» **EXERCISE**: Report how many lines below include the string "unterminated". Please keep the reply to that number.

#### DATA RECORDS ####

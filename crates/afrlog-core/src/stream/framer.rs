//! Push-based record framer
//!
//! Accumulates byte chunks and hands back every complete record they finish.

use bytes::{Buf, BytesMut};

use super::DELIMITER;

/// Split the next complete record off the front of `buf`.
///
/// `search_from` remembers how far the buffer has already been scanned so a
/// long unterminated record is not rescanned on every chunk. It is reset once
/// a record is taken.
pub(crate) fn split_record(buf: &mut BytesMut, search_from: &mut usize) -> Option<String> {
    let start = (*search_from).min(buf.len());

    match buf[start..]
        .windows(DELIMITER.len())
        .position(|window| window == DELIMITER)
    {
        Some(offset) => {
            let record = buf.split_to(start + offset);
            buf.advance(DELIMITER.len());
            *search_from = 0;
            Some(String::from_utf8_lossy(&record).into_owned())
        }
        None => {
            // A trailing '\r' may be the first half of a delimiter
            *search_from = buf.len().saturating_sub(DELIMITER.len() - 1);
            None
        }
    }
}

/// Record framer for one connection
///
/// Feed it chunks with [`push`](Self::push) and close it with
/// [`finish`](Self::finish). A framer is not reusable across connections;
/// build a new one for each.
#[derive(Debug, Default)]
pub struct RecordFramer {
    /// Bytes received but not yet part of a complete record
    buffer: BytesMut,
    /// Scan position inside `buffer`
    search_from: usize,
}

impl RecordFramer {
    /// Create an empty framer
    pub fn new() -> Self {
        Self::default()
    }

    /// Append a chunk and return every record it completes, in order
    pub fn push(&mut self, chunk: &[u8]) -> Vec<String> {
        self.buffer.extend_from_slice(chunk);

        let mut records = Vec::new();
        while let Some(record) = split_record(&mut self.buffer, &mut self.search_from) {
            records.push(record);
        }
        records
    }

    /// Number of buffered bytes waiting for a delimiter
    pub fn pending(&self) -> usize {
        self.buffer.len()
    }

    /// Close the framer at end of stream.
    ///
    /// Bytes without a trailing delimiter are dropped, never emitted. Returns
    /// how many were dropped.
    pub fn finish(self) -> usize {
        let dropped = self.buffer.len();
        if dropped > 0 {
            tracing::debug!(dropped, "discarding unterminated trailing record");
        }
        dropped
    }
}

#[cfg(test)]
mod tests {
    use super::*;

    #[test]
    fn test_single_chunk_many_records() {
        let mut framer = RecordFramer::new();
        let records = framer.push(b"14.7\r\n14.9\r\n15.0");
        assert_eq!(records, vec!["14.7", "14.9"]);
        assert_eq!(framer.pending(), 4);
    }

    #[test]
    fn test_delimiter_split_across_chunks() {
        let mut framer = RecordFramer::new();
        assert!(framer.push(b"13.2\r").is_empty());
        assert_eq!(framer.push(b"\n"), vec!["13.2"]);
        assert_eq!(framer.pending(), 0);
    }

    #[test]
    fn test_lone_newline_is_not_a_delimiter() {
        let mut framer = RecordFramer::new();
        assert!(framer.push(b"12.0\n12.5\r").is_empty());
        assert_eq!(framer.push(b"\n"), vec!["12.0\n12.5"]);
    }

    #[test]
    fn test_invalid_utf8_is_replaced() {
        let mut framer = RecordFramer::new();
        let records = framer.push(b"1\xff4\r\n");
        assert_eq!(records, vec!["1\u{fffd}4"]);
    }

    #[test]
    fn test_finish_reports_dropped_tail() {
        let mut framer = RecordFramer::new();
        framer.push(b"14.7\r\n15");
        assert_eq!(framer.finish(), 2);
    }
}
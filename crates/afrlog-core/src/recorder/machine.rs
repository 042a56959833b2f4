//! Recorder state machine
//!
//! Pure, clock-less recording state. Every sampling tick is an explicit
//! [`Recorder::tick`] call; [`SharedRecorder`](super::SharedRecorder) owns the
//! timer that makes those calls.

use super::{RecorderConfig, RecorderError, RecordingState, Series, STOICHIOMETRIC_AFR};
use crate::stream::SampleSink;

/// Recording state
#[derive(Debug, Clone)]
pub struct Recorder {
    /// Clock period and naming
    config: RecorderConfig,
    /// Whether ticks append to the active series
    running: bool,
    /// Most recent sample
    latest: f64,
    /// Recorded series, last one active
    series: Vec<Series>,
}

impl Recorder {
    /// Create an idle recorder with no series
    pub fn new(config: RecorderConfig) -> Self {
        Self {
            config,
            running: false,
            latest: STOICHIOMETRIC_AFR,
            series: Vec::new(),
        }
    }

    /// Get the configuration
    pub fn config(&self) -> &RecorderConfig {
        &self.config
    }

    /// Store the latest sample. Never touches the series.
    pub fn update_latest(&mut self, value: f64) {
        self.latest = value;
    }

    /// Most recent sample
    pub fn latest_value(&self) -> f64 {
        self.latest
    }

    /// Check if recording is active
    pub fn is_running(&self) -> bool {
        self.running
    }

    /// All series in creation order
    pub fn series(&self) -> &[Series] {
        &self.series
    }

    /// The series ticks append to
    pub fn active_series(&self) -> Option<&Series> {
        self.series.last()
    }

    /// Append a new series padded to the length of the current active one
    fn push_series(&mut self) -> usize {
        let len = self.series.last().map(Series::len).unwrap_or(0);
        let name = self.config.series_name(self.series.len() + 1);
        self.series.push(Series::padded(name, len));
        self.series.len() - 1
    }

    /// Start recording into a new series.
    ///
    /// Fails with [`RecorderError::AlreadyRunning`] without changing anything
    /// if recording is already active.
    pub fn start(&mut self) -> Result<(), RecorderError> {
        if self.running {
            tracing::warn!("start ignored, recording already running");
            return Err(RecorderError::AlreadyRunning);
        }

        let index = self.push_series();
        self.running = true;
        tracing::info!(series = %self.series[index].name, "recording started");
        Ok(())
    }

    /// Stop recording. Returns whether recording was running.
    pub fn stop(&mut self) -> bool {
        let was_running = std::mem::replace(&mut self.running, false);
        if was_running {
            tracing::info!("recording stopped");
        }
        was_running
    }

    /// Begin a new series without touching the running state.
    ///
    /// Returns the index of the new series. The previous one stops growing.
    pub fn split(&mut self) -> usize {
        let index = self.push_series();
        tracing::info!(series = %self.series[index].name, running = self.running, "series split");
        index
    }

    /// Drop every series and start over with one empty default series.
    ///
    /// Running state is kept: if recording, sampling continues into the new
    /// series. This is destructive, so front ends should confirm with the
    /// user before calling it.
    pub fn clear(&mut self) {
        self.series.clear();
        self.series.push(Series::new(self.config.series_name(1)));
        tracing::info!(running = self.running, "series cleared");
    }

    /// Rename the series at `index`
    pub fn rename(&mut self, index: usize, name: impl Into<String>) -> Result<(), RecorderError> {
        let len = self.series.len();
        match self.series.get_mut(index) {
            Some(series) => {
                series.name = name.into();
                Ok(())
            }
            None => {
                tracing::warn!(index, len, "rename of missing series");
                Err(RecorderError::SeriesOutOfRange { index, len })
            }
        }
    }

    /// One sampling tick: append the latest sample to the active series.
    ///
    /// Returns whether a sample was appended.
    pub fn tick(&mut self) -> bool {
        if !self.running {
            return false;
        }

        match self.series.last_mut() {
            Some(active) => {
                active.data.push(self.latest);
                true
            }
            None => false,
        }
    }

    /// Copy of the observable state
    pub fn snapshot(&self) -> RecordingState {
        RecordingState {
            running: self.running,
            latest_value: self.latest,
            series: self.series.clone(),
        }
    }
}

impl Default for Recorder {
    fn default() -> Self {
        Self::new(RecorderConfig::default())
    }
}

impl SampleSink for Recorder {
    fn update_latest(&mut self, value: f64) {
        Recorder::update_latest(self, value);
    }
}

####

» **OUTPUT BELOW**: 2